# 代做CSCI 4146实验、代写Java，Python程序设计、Data编程代做帮做C/C++编程|代做R语言编程

CSCI 4146 - The Process of Data Science - Fall 2020
Assignment 1
The submission must be done through Brightspace.
Due date and time as shown on Brightspace under Assignments.
● To prepare your assignment solution use the assignment template notebook available
on Brightspace.
● The detailed requirements for your writing and code can be found in the evaluation rubric
document on Brightspace.
● Questions will be marked individually with a letter grade. Their weights are shown in
parentheses after the question.
● Assignments can be done by a pair of students, or individually. If the submission is by a
pair of students, only one of the students should submit the assignment on Brightspace.
● We will use plagiarism tools to detect any type of cheating and copying (your code and
PDF).
● Your submission is a single Jupyter notebook and a PDF (With the compiled results
generated by your Jupyter notebook). File names should be:
○ A1--.ipynb
○ A1--.pdf
● Forgetting to submit both files results in 0 markings for both students.
In this assignment, you will need to build a model to predict the price of an Airbnb listing.
1. Data understanding and preprocessing (0.1)
a. Build the data quality report
b. Identify data quality issues and build the data quality plan
c. Preprocess your data according to the data quality plan
i. What is the neighbourhood with the highest average rating?
ii. What are the major characteristics of this neighbourhood (e.g., type of
listing, host rating, etc)?
2. Spatial data (0.2)
a. Plot listings on the city map with different colours corresponding to the listing’s
neighbourhood
b.
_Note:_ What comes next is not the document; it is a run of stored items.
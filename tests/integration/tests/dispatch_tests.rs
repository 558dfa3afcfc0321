//! Cache and event flow for dispatched events
//!
//! Run with: cargo test -p integration-tests --test dispatch_tests

use anyhow::{Context, Result};
use chat_client::{Client, Emoji, Event, Snowflake};
use chat_core::{EntityKey, StoreExt};
use integration_tests::*;
use serde_json::json;

async fn connected(server: &FakeServer) -> Result<(Client, FakeConnection)> {
    let client = Client::new(server.client_config())?;
    let mut events = client.subscribe();
    client.connect().await?;

    let mut conn = server.accept().await?;
    conn.send(hello(45_000));
    conn.expect_op(2).await?;
    conn.send(dispatch("READY", 1, ready("session-1")));
    conn.send(dispatch("GUILD_CREATE", 2, guild()));
    wait_for_event(&mut events, |e| matches!(e, Event::GuildCreate { .. })).await?;
    Ok((client, conn))
}

#[tokio::test]
async fn test_message_lifecycle() -> Result<()> {
    let server = FakeServer::start().await?;
    let (client, conn) = connected(&server).await?;
    let mut events = client.subscribe();

    // Direct messages are not cached or published
    let mut direct = message("700", "130", "psst");
    direct.as_object_mut().context("object")?.remove("guild_id");
    conn.send(dispatch("MESSAGE_CREATE", 3, direct));
    conn.send(dispatch("MESSAGE_CREATE", 4, message("701", "130", "hello")));

    let event = wait_for_event(&mut events, |e| matches!(e, Event::MessageCreate { .. })).await?;
    let Event::MessageCreate { message: created } = event else {
        unreachable!();
    };
    assert_eq!(created.id, Snowflake::new(701));
    assert!(client.store().message(Snowflake::new(700)).is_none());

    conn.send(dispatch("MESSAGE_UPDATE", 5, message("701", "130", "hello again")));
    let event = wait_for_event(&mut events, |e| matches!(e, Event::FieldChanged { .. })).await?;
    assert_eq!(
        event,
        Event::FieldChanged {
            target: EntityKey::Message(Snowflake::new(701)),
            field: "content",
            old: json!("hello"),
            new: json!("hello again"),
        }
    );

    conn.send(dispatch(
        "MESSAGE_DELETE",
        6,
        json!({"id": "701", "channel_id": CHANNEL_ID.to_string(), "guild_id": GUILD_ID.to_string()}),
    ));
    wait_for_event(&mut events, |e| matches!(e, Event::MessageDelete { .. })).await?;
    assert!(client.store().message(Snowflake::new(701)).is_none());

    client.disconnect();
    Ok(())
}

#[tokio::test]
async fn test_reactions_track_counts_and_own_flag() -> Result<()> {
    let server = FakeServer::start().await?;
    let (client, conn) = connected(&server).await?;
    let mut events = client.subscribe();

    conn.send(dispatch("MESSAGE_CREATE", 3, message("800", "130", "vote")));
    wait_for_event(&mut events, |e| matches!(e, Event::MessageCreate { .. })).await?;

    let thumbs = json!({"id": null, "name": "👍"});
    conn.send(dispatch("MESSAGE_REACTION_ADD", 4, reaction(BOT_ID, "800", thumbs.clone())));
    conn.send(dispatch("MESSAGE_REACTION_ADD", 5, reaction("130", "800", thumbs.clone())));

    let event = wait_for_event(&mut events, |e| matches!(e, Event::ReactionAdd { .. })).await?;
    assert_eq!(
        event,
        Event::ReactionAdd {
            channel_id: Snowflake::new(CHANNEL_ID),
            message_id: Snowflake::new(800),
            user_id: Snowflake::new(5),
            emoji: Emoji::unicode("👍"),
        }
    );
    wait_for_event(&mut events, |e| matches!(e, Event::ReactionAdd { .. })).await?;

    let cached = client.store().message(Snowflake::new(800)).context("message cached")?;
    assert_eq!(cached.reactions.len(), 1);
    assert_eq!(cached.reactions[0].count, 2);
    assert!(cached.reactions[0].me);

    conn.send(dispatch("MESSAGE_REACTION_REMOVE", 6, reaction(BOT_ID, "800", thumbs)));
    wait_for_event(&mut events, |e| matches!(e, Event::ReactionRemove { .. })).await?;
    let cached = client.store().message(Snowflake::new(800)).context("message cached")?;
    assert_eq!(cached.reactions[0].count, 1);
    assert!(!cached.reactions[0].me);

    conn.send(dispatch(
        "MESSAGE_REACTION_REMOVE_ALL",
        7,
        json!({"channel_id": CHANNEL_ID.to_string(), "message_id": "800", "guild_id": GUILD_ID.to_string()}),
    ));
    wait_for_event(&mut events, |e| matches!(e, Event::ReactionClear { .. })).await?;
    let cached = client.store().message(Snowflake::new(800)).context("message cached")?;
    assert!(cached.reactions.is_empty());

    client.disconnect();
    Ok(())
}

#[tokio::test]
async fn test_member_and_guild_removal() -> Result<()> {
    let server = FakeServer::start().await?;
    let (client, conn) = connected(&server).await?;
    let mut events = client.subscribe();
    let guild_id = Snowflake::new(GUILD_ID);

    assert!(client.store().member(guild_id, Snowflake::new(130)).is_some());
    conn.send(dispatch(
        "GUILD_MEMBER_REMOVE",
        3,
        json!({"guild_id": GUILD_ID.to_string(), "user": {"id": "130", "username": "grace", "discriminator": "1906"}}),
    ));
    let event = wait_for_event(&mut events, |e| matches!(e, Event::MemberRemove { .. })).await?;
    assert_eq!(
        event,
        Event::MemberRemove {
            guild_id,
            user_id: Snowflake::new(130)
        }
    );
    assert!(client.store().member(guild_id, Snowflake::new(130)).is_none());

    conn.send(dispatch("GUILD_DELETE", 4, json!({"id": GUILD_ID.to_string()})));
    wait_for_event(&mut events, |e| matches!(e, Event::GuildDelete { .. })).await?;
    assert!(client.guild(guild_id).is_none());
    let shard = client.shards().shard(0).context("shard 0")?;
    wait_until(|| !shard.has_guild(guild_id)).await?;

    client.disconnect();
    Ok(())
}
//! Gateway envelope format
//!
//! Every frame on the socket, in both directions, is one envelope.

use super::OpCode;
use serde::{Deserialize, Serialize};
use serde_json::Value;

/// Gateway envelope: `{"op": int, "d": any, "s": int|null, "t": string|null}`
///
/// `op` is kept raw so that unknown op codes decode and can be logged.
#[derive(Debug, Clone, PartialEq, Serialize, Deserialize)]
pub struct GatewayEnvelope {
    /// Operation code
    pub op: u8,

    /// Event data payload
    #[serde(default)]
    pub d: Value,

    /// Sequence number (only for op=0 Dispatch)
    #[serde(default)]
    pub s: Option<i64>,

    /// Event name (only for op=0 Dispatch)
    #[serde(default)]
    pub t: Option<String>,
}

impl GatewayEnvelope {
    /// Create an outbound envelope
    #[must_use]
    pub fn new(op: OpCode, d: Value) -> Self {
        Self {
            op: op.as_u8(),
            d,
            s: None,
            t: None,
        }
    }

    /// Create a Dispatch envelope (op=0)
    #[must_use]
    pub fn dispatch(event_name: impl Into<String>, sequence: i64, data: Value) -> Self {
        Self {
            op: OpCode::Dispatch.as_u8(),
            d: data,
            s: Some(sequence),
            t: Some(event_name.into()),
        }
    }

    /// Known op code, if any
    #[must_use]
    pub fn opcode(&self) -> Option<OpCode> {
        OpCode::from_u8(self.op)
    }

    /// Serialize to JSON string
    pub fn to_json(&self) -> Result<String, serde_json::Error> {
        serde_json::to_string(self)
    }

    /// Deserialize from JSON string
    pub fn from_json(json: &str) -> Result<Self, serde_json::Error> {
        serde_json::from_str(json)
    }
}

impl std::fmt::Display for GatewayEnvelope {
    fn fmt(&self, f: &mut std::fmt::Formatter<'_>) -> std::fmt::Result {
        match (&self.t, self.s) {
            (Some(t), Some(s)) => write!(f, "GatewayEnvelope(op={}, t={t}, s={s})", self.op),
            (Some(t), None) => write!(f, "GatewayEnvelope(op={}, t={t})", self.op),
            _ => write!(f, "GatewayEnvelope(op={})", self.op),
        }
    }
}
Mark the “State station” (lat, long = 42.3570174,-71.071191) subway station on
the city map.
c. Plot the distance between the closest and most distant listings to State station.
3. Build a model to forecasts the price of a listing (0.7)
a. Explain what is the task you’re solving (e.g., supervised x unsupervised,
classification x regression x clustering or similarity matching x etc)
b. Use a feature selection method to select the features to build a model. Include in
the resulting dataset the distance from State station and exclude the free-text
(such as descriptions, reviews) and rating features.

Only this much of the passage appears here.